WHAT IS REQUIRED: Reproduce, exactly and in full, only the lines below from the one containing "assert!(matches!(err, Error::InvalidConfig(_)));" through the one containing "config.withdrawal.cryptocurrency = None;".

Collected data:
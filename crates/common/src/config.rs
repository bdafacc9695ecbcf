//! Subscription form configuration
//!
//! Locators, option tables, validation thresholds and timeouts live in one
//! immutable [`FormConfig`]. The compiled-in [`Default`] describes the live
//! form; a TOML file may overlay any part of it.

use serde::{Deserialize, Serialize};
use std::path::Path;
use std::time::Duration;

use crate::error::{Error, Result};
use crate::types::{FormElement, FormField, Purpose, WithdrawalMethod};

/// Page under test
pub const DEFAULT_URL: &str = "https://qatest.datasub.com/";

/// Visible text of the submit button
pub const SUBMIT_BUTTON_TEXT: &str = "Request A Quote";

/// Status text shown once the form has been accepted
pub const SUCCESS_MARKER: &str = "Форма отправлена";

/// Service select value meaning "nothing chosen yet"
pub const DEFAULT_SERVICE: &str = "A Service";

/// Selector for a submit button carrying the given text
pub fn submit_locator(text: &str) -> String {
    format!(r#"button[type="submit"]:has-text("{}")"#, text)
}

/// Top-level form configuration
#[derive(Debug, Clone, Serialize, Deserialize)]
#[serde(default)]
pub struct FormConfig {
    /// Address of the page hosting the form
    pub url: String,

    /// Text inputs, select, button and status region
    pub fields: FieldLocators,

    /// Purpose radio buttons
    pub purpose: PurposeLocators,

    /// Withdrawal checkboxes
    pub withdrawal: WithdrawalLocators,

    /// Service dropdown options
    pub service: ServiceConfig,

    /// Field validation thresholds
    pub rules: ValidationRules,

    /// Submission detection
    pub submission: SubmissionConfig,

    /// Bounded waits
    pub timeouts: TimeoutConfig,
}

impl Default for FormConfig {
    fn default() -> Self {
        Self {
            url: DEFAULT_URL.to_string(),
            fields: FieldLocators::default(),
            purpose: PurposeLocators::default(),
            withdrawal: WithdrawalLocators::default(),
            service: ServiceConfig::default(),
            rules: ValidationRules::default(),
            submission: SubmissionConfig::default(),
            timeouts: TimeoutConfig::default(),
        }
    }
}

impl FormConfig {
    /// Parse a configuration overlay from TOML
    pub fn from_toml(content: &str) -> Result<Self> {
        let config: Self = toml::from_str(content)?;
        config.validate()?;
        Ok(config)
    }

    /// Load a configuration overlay from a TOML file
    pub fn from_file(path: &Path) -> Result<Self> {
        let content = std::fs::read_to_string(path)?;
        Self::from_toml(&content)
    }

    /// Check cross-field invariants
    pub fn validate(&self) -> Result<()> {
        if self.url.trim().is_empty() {
            return Err(Error::InvalidConfig("url must not be empty".to_string()));
        }
        if self.service.options.is_empty() {
            return Err(Error::InvalidConfig(
                "service.options must list at least one option".to_string(),
            ));
        }
        if !self.service.has_option(&self.service.default) {
            return Err(Error::InvalidConfig(format!(
                "service.default '{}' is not one of service.options",
                self.service.default
            )));
        }
        if self.timeouts.visibility_ms == 0 {
            return Err(Error::InvalidConfig(
                "timeouts.visibility_ms must be positive".to_string(),
            ));
        }
        Ok(())
    }

    /// Resolve an element to its field; option elements may be unmapped
    pub fn field(&self, element: FormElement) -> Option<&FormField> {
        match element {
            FormElement::Name => Some(&self.fields.name),
            FormElement::Email => Some(&self.fields.email),
            FormElement::Service => Some(&self.fields.service),
            FormElement::Message => Some(&self.fields.message),
            FormElement::Submit => Some(&self.fields.submit),
            FormElement::Status => Some(&self.fields.status),
            FormElement::PurposeBusiness => self.purpose.get(Purpose::Business),
            FormElement::PurposePersonal => self.purpose.get(Purpose::Personal),
            FormElement::WithdrawCash => self.withdrawal.get(WithdrawalMethod::Cash),
            FormElement::WithdrawCard => self.withdrawal.get(WithdrawalMethod::Card),
            FormElement::WithdrawCrypto => {
                self.withdrawal.get(WithdrawalMethod::Cryptocurrency)
            }
        }
    }

    /// Values a dropdown element offers, `None` for anything that is not a dropdown
    pub fn options(&self, element: FormElement) -> Option<&[String]> {
        match element {
            FormElement::Service => Some(&self.service.options),
            _ => None,
        }
    }

    pub fn visibility_timeout(&self) -> Duration {
        Duration::from_millis(self.timeouts.visibility_ms)
    }

    pub fn submission_timeout(&self) -> Duration {
        Duration::from_millis(self.timeouts.submission_ms)
    }
}

/// Locators for the single-instance elements
#[derive(Debug, Clone, Serialize, Deserialize)]
#[serde(default)]
pub struct FieldLocators {
    pub name: FormField,
    pub email: FormField,
    pub service: FormField,
    pub message: FormField,
    pub submit: FormField,
    pub status: FormField,
}

impl Default for FieldLocators {
    fn default() -> Self {
        Self {
            name: FormField::new("#name", "Name"),
            email: FormField::new("#email", "Email"),
            service: FormField::new("#service", "Service"),
            message: FormField::new("#message", "Message"),
            submit: FormField::new(submit_locator(SUBMIT_BUTTON_TEXT), SUBMIT_BUTTON_TEXT),
            status: FormField::new("#formStatus", "Status"),
        }
    }
}

/// Purpose option to radio button mapping
#[derive(Debug, Clone, Serialize, Deserialize)]
#[serde(default)]
pub struct PurposeLocators {
    pub business: Option<FormField>,
    pub personal: Option<FormField>,
}

impl PurposeLocators {
    pub fn get(&self, purpose: Purpose) -> Option<&FormField> {
        match purpose {
            Purpose::Business => self.business.as_ref(),
            Purpose::Personal => self.personal.as_ref(),
        }
    }
}

impl Default for PurposeLocators {
    fn default() -> Self {
        Self {
            business: Some(FormField::new("#purposeBusiness", "Business")),
            personal: Some(FormField::new("#purposePersonal", "Personal")),
        }
    }
}

/// Withdrawal option to checkbox mapping
#[derive(Debug, Clone, Serialize, Deserialize)]
#[serde(default)]
pub struct WithdrawalLocators {
    pub cash: Option<FormField>,
    pub card: Option<FormField>,
    pub cryptocurrency: Option<FormField>,
}

impl WithdrawalLocators {
    pub fn get(&self, method: WithdrawalMethod) -> Option<&FormField> {
        match method {
            WithdrawalMethod::Cash => self.cash.as_ref(),
            WithdrawalMethod::Card => self.card.as_ref(),
            WithdrawalMethod::Cryptocurrency => self.cryptocurrency.as_ref(),
        }
    }
}

impl Default for WithdrawalLocators {
    fn default() -> Self {
        Self {
            cash: Some(FormField::new("#withdrawCash", "Cash")),
            card: Some(FormField::new("#withdrawCard", "Card")),
            cryptocurrency: Some(FormField::new("#withdrawCrypto", "Cryptocurrency")),
        }
    }
}

/// Service dropdown configuration
#[derive(Debug, Clone, Serialize, Deserialize)]
#[serde(default)]
pub struct ServiceConfig {
    /// Values the dropdown offers
    pub options: Vec<String>,

    /// Sentinel value of an untouched dropdown
    pub default: String,
}

impl ServiceConfig {
    pub fn has_option(&self, value: &str) -> bool {
        self.options.iter().any(|o| o == value)
    }
}

impl Default for ServiceConfig {
    fn default() -> Self {
        Self {
            options: vec![
                DEFAULT_SERVICE.to_string(),
                "B Service".to_string(),
                "C Service".to_string(),
            ],
            default: DEFAULT_SERVICE.to_string(),
        }
    }
}

/// Minimum lengths, counted in characters
#[derive(Debug, Clone, Copy, Serialize, Deserialize)]
#[serde(default)]
pub struct ValidationRules {
    pub name_min_length: usize,
    pub message_min_length: usize,
}

impl Default for ValidationRules {
    fn default() -> Self {
        Self {
            name_min_length: 2,
            message_min_length: 10,
        }
    }
}

/// How a successful submission shows up on the page
#[derive(Debug, Clone, Serialize, Deserialize)]
#[serde(default)]
pub struct SubmissionConfig {
    /// Substring of the status region text after a successful submit
    pub success_marker: String,
}

impl Default for SubmissionConfig {
    fn default() -> Self {
        Self {
            success_marker: SUCCESS_MARKER.to_string(),
        }
    }
}

/// Bounded waits, in milliseconds
#[derive(Debug, Clone, Copy, Serialize, Deserialize)]
#[serde(default)]
pub struct TimeoutConfig {
    /// Wait for a control to become visible before acting on it
    pub visibility_ms: u64,

    /// Wait for the status region to report success after submit
    pub submission_ms: u64,
}

impl Default for TimeoutConfig {
    fn default() -> Self {
        Self {
            visibility_ms: 5000,
            submission_ms: 10000,
        }
    }
}

#[cfg(test)]
mod tests {
    use super::*;

    #[test]
    fn test_default_config_describes_live_form() {
        let config = FormConfig::default();
        config.validate().unwrap();

        assert_eq!(config.url, DEFAULT_URL);
        assert_eq!(config.rules.name_min_length, 2);
        assert_eq!(config.rules.message_min_length, 10);
        assert_eq!(
            config.fields.submit.locator,
            r#"button[type="submit"]:has-text("Request A Quote")"#
        );
        assert_eq!(config.visibility_timeout(), Duration::from_secs(5));
    }

    #[test]
    fn test_every_element_resolves_by_default() {
        let config = FormConfig::default();
        for element in FormElement::INTERACTIVE {
            assert!(config.field(element).is_some(), "{:?} has no locator", element);
        }
        assert_eq!(
            config.field(FormElement::WithdrawCrypto).map(|f| f.label.as_str()),
            Some("Cryptocurrency")
        );
    }

    #[test]
    fn test_only_the_service_element_has_options() {
        let config = FormConfig::default();
        assert_eq!(
            config.options(FormElement::Service).map(<[String]>::len),
            Some(3)
        );
        assert!(config.options(FormElement::Name).is_none());
        assert!(config.options(FormElement::PurposeBusiness).is_none());
    }

    #[test]
    fn test_toml_overlay_keeps_unspecified_defaults() {
        let config = FormConfig::from_toml(
            r##"
url = "http://127.0.0.1:8080/form"

[rules]
name_min_length = 3

[fields.name]
locator = "[data-testid='name']"
label = "Full name"
"##,
        )
        .unwrap();

        assert_eq!(config.url, "http://127.0.0.1:8080/form");
        assert_eq!(config.rules.name_min_length, 3);
        assert_eq!(config.rules.message_min_length, 10);
        assert_eq!(config.fields.name.label, "Full name");
        assert_eq!(config.fields.email.locator, "#email");
        assert_eq!(config.service.default, DEFAULT_SERVICE);
    }

    #[test]
    fn test_sentinel_must_be_an_option() {
        let err = FormConfig::from_toml(
            r#"
[service]
options = ["B Service"]
default = "A Service"
"#,
        )
        .unwrap_err();
        assert!(matches!(err, Error::InvalidConfig(_)));
    }

    #[test]
    fn test_unmapped_option_resolves_to_none() {
        let mut config = FormConfig::default();
        config.withdrawal.cryptocurrency = None;
        assert!(config.field(FormElement::WithdrawCrypto).is_none());
        assert!(config.field(FormElement::WithdrawCash).is_some());
    }
}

EXERCISE RESULT:
        assert!(matches!(err, Error::InvalidConfig(_)));
    }

    #[test]
    fn test_unmapped_option_resolves_to_none() {
        let mut config = FormConfig::default();
        config.withdrawal.cryptocurrency = None;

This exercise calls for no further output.